Julianne was called to treat a young girl named Allison Hayes who was being targeted by Krueger. Julianne herself was also being targeted by Krueger (Whom he mockingly called "Jools") and tried to prepare by teaching Allison to control her dreams, as well as researching the history of Freddy Krueger and his mother. She attempted to help Allison by giving her the dream suppressant Hypnocil, but came into conflict with the staff of the hospital where she was treating Allison.
She was murdered by Krueger though, and seemingly decided to join forces with him and kill her former patient. She then took on a snake-like form and attacked Allison before apparently being slain again by her former patient. Whether this was all an illusion created by Krueger or she truly joined up with him was never answered since the series was cancelled.
The character seems partially patterned after Nancy Thompson as she is depicted in the third Nightmare on Elm Street film, Dream Warriors. Her bond with Allison before turning evil mirrors the one between Nancy and Kristen Parker. She also prefigures the character of Maggie Burroughs from the sixth film; Freddy's Dead, in many ways.
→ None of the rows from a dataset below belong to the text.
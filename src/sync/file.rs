//! Atomic file operations for export documents.

use std::fs::{self, File};
use std::io::{BufWriter, Write};
use std::path::{Path, PathBuf};

/// Write content to a file atomically.
///
/// This function:
/// 1. Writes content to a temporary file next to the target
/// 2. Calls `fsync` to ensure data is on disk
/// 3. Atomically renames the temp file to the target path
///
/// If any step fails, the original file (if any) remains untouched.
///
/// # Errors
///
/// Returns an error if any file operation fails.
pub fn atomic_write(path: &Path, content: &str) -> std::io::Result<()> {
    let temp_path = temp_path_for(path);

    if let Some(parent) = path.parent() {
        if !parent.as_os_str().is_empty() {
            fs::create_dir_all(parent)?;
        }
    }

    {
        let file = File::create(&temp_path)?;
        let mut writer = BufWriter::new(file);
        writer.write_all(content.as_bytes())?;
        writer.flush()?;
        writer.get_ref().sync_all()?;
    }

    fs::rename(&temp_path, path)
}

fn temp_path_for(path: &Path) -> PathBuf {
    let mut name = path.file_name().unwrap_or_default().to_os_string();
    name.push(".tmp");
    path.with_file_name(name)
}
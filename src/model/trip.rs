//! Trips, their sharing metadata, and caller identity.

use chrono::{DateTime, NaiveDate, Utc};
use serde::{Deserialize, Deserializer, Serialize};

use super::{Entity, EntityKind, Key};

/// Nullable remote columns read as their empty value.
fn null_as_default<'de, D, T>(deserializer: D) -> Result<T, D::Error>
where
    D: Deserializer<'de>,
    T: Default + Deserialize<'de>,
{
    Ok(Option::<T>::deserialize(deserializer)?.unwrap_or_default())
}

/// A planned trip. Root of the entity graph.
#[derive(Debug, Clone, PartialEq, Serialize, Deserialize)]
pub struct Trip {
    pub title: String,
    #[serde(default)]
    pub start_date: Option<NaiveDate>,
    #[serde(default)]
    pub end_date: Option<NaiveDate>,
    #[serde(default, deserialize_with = "null_as_default")]
    pub is_public: bool,
    pub owner_id: String,
    /// User ids the owner shared this trip with.
    #[serde(default, deserialize_with = "null_as_default")]
    pub shared_with: Vec<String>,
    pub updated_at: DateTime<Utc>,
}

impl Trip {
    /// Create a private trip owned by `owner_id`.
    pub fn new(title: impl Into<String>, owner_id: impl Into<String>) -> Self {
        Self {
            title: title.into(),
            start_date: None,
            end_date: None,
            is_public: false,
            owner_id: owner_id.into(),
            shared_with: Vec::new(),
            updated_at: Utc::now(),
        }
    }

    /// Whether `user_id` owns this trip or appears in its share list.
    #[must_use]
    pub fn is_accessible_by(&self, user_id: &str) -> bool {
        self.owner_id == user_id || self.shared_with.iter().any(|u| u == user_id)
    }

    #[must_use]
    pub fn metadata(&self) -> TripMeta {
        TripMeta {
            owner_id: self.owner_id.clone(),
            shared_with: self.shared_with.clone(),
            is_public: self.is_public,
            updated_at: self.updated_at,
        }
    }

    /// Overwrite ownership, sharing and timestamp fields, keeping the rest.
    pub fn apply_metadata(&mut self, meta: TripMeta) {
        self.owner_id = meta.owner_id;
        self.shared_with = meta.shared_with;
        self.is_public = meta.is_public;
        self.updated_at = meta.updated_at;
    }
}

impl Entity for Trip {
    const KIND: EntityKind = EntityKind::Trip;

    fn trip_id(&self) -> Option<&Key> {
        None
    }
}

/// Ownership, sharing and timestamp fields of a trip.
#[derive(Debug, Clone, PartialEq, Serialize, Deserialize)]
pub struct TripMeta {
    pub owner_id: String,
    #[serde(default, deserialize_with = "null_as_default")]
    pub shared_with: Vec<String>,
    #[serde(default, deserialize_with = "null_as_default")]
    pub is_public: bool,
    pub updated_at: DateTime<Utc>,
}

impl TripMeta {
    /// Remote columns selected by a metadata-only fetch.
    pub const COLUMNS: &'static [&'static str] =
        &["id", "owner_id", "shared_with", "is_public", "updated_at"];
}

/// The caller on whose behalf an operation runs.
///
/// Passed explicitly into access checks and trip listing; never read from
/// ambient state.
#[derive(Debug, Clone, PartialEq, Eq, Serialize, Deserialize)]
pub struct Identity {
    pub user_id: String,
}

impl Identity {
    pub fn new(user_id: impl Into<String>) -> Self {
        Self {
            user_id: user_id.into(),
        }
    }
}
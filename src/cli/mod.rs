//! CLI definitions using clap.

use clap::{Parser, Subcommand, ValueEnum};
use std::path::PathBuf;

/// Output format for list/query commands.
#[derive(ValueEnum, Clone, Debug, Default, PartialEq, Eq)]
pub enum OutputFormat {
    /// Human-readable text (default)
    #[default]
    Table,
    /// JSON (same as --json)
    Json,
}

pub mod commands;

/// tripsync - offline-first trip planner sync
#[derive(Parser, Debug)]
#[command(name = "tripsync", author, version, about, long_about = None)]
pub struct Cli {
    #[command(subcommand)]
    pub command: Commands,

    /// Database path (default: ~/.tripsync/data/tripsync.db)
    #[arg(long, global = true, env = "TRIPSYNC_DB")]
    pub db: Option<PathBuf>,

    /// Actor name for the audit trail
    #[arg(long, global = true, env = "TRIPSYNC_ACTOR")]
    pub actor: Option<String>,

    /// User to act as (overrides TRIPSYNC_USER and config)
    #[arg(long, global = true)]
    pub user: Option<String>,

    /// Remote store base URL (overrides TRIPSYNC_REMOTE_URL and config)
    #[arg(long, global = true)]
    pub remote_url: Option<String>,

    /// Never contact the remote store
    #[arg(long, global = true)]
    pub offline: bool,

    /// Output as JSON
    #[arg(long, global = true)]
    pub json: bool,

    /// Output format (table, json)
    #[arg(long, value_enum, global = true, default_value_t)]
    pub format: OutputFormat,

    /// Increase logging verbosity (-v, -vv)
    #[arg(short, long, action = clap::ArgAction::Count, global = true)]
    pub verbose: u8,

    /// Quiet mode (no output except errors)
    #[arg(short, long, global = true)]
    pub quiet: bool,

    /// Disable colored output
    #[arg(long, global = true)]
    pub no_color: bool,
}

#[derive(Subcommand, Debug)]
pub enum Commands {
    /// Print version information
    Version,

    /// Show cached record counts and pending changes
    Status,

    /// Trip management
    Trip {
        #[command(subcommand)]
        command: TripCommands,
    },

    /// Check access, push pending changes, reconcile and show a trip
    Open {
        /// Trip key (remote id, remote:<id> or local:<n>)
        trip: String,
    },

    /// Synchronize with the remote store
    Sync {
        #[command(subcommand)]
        command: SyncCommands,
    },

    /// Export trips to a portable document
    Export {
        /// Trips to export (default: every cached trip)
        trips: Vec<String>,

        /// Output file
        #[arg(short, long)]
        output: PathBuf,
    },

    /// Import trips from a portable document
    Import {
        /// Document to import
        file: PathBuf,

        /// Keep imported records local instead of pushing them
        #[arg(long)]
        no_push: bool,
    },

    /// Check whether the current user may open a trip
    Access {
        /// Trip key
        trip: String,
    },

    /// Generate shell completions
    Completions {
        /// Shell to generate completions for
        #[arg(value_enum)]
        shell: Shell,
    },
}

/// Supported shells for completions.
#[derive(clap::ValueEnum, Clone, Debug)]
pub enum Shell {
    Bash,
    Zsh,
    Fish,
    PowerShell,
    Elvish,
}

// ============================================================================
// Trip Commands
// ============================================================================

#[derive(Subcommand, Debug)]
pub enum TripCommands {
    /// List trips owned by or shared with you
    List,

    /// Create a trip
    Create {
        /// Trip title
        title: String,

        /// First day (YYYY-MM-DD)
        #[arg(long)]
        start: Option<chrono::NaiveDate>,

        /// Last day (YYYY-MM-DD)
        #[arg(long)]
        end: Option<chrono::NaiveDate>,
    },

    /// Show one trip with its cached children
    Show {
        /// Trip key
        trip: String,
    },

    /// Delete a trip and its children
    Delete {
        /// Trip key
        trip: String,
    },

    /// Push a locally created or edited trip
    Push {
        /// Trip key
        trip: String,
    },
}

// ============================================================================
// Sync Commands
// ============================================================================

#[derive(Subcommand, Debug)]
pub enum SyncCommands {
    /// Push unsynced records and retry queued deletes
    Flush,

    /// Replace a trip's cached children with the remote snapshot
    Trip {
        /// Remote trip id
        trip: String,
    },

    /// Refresh a trip's ownership and sharing fields
    Metadata {
        /// Remote trip id
        trip: String,
    },
}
The concept of a former Krueger enemy/victim becoming his accomplice would also turn up in Innovation's Nightmares on Elm Street comics (Where the Dream Warriors are prone to being controlled by Freddy) and in Freddy Vs Jason Vs Ash: The Nightmare Warriors where Maggie Burroughs becomes evil. The scenes of her researching Krueger's past were also the first depiction of the character's origin in any medium.